Trying to fill in my 2006 Census online has been frustrating. It is amazing that in this year, there are employable web programmers that write such bad software.
Where every important web application I use (online banking, federal tax return database(!)) is willing to at least tolerate Firefox and Linux, this one doesn’t. It has all the needed base function (Java, JavaScript, Flash, Spyware, Adware, SpamZombie2000), it just doesn’t have some particular kind of mystery juju that the web site indiscreetly sniffs for.
“Send email to their contact address!” you say? Ha ha, meagre earthling, unlike every other major web system, there is no email address posted, and I’m just too good looking to dial a toll-free number on the phone to talk to their robots.

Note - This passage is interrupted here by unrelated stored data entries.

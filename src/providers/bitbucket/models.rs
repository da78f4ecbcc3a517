use serde::Deserialize;

#[derive(Debug, Deserialize)]
pub struct PushEvent {
    pub push: Push,
    pub repository: Repository,
}

#[derive(Debug, Deserialize)]
pub struct Push {
    #[serde(default)]
    pub changes: Vec<Change>,
}

#[derive(Debug, Deserialize)]
pub struct Change {
    pub new: Option<ChangeState>,
}

#[derive(Debug, Deserialize)]
pub struct ChangeState {
    /// `branch`, `tag`, `named_branch` or `bookmark`.
    #[serde(rename = "type", default)]
    pub kind: Option<String>,
    pub name: String,
    pub target: Target,
}

impl ChangeState {
    pub fn reference(&self) -> String {
        match self.kind.as_deref() {
            Some("tag") => format!("refs/tags/{}", self.name),
            _ => format!("refs/heads/{}", self.name),
        }
    }
}

#[derive(Debug, Deserialize)]
pub struct Target {
    pub hash: String,
}

#[derive(Debug, Deserialize)]
pub struct Repository {
    pub full_name: String,
}

#[derive(Debug, Deserialize)]
pub struct SourcePage {
    #[serde(default)]
    pub values: Vec<SourceEntry>,
    pub next: Option<String>,
}

#[derive(Debug, Deserialize)]
pub struct SourceEntry {
    pub path: String,
    #[serde(rename = "type")]
    pub entry_type: String,
}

“Are you sure you have everything installed?” Oh yes. When the super sekrit MSIE impersonator is activated, the web system’s Java applet even starts. Seconds later, this window appears, indicating a depressing imperative:
“Why don’t you look at the code to work around it?” Not a bad idea, except that every capillary in my eye popped, with a torrent of hot aortal blood rushing down my face, as soon as I hit the “open javascript console” menu option. The circulatory upset was caused by the 37 javascript bugs resulting from a single page. No, my days of building a delectable dish out of doggy doo are long gone, my friend. This is beyond repair.
It stinks. The census will just have to wait until they fix this. I am sorry, World, if my small act of civil disobedience causes you to have spasms of datalessness, but there are principles involved.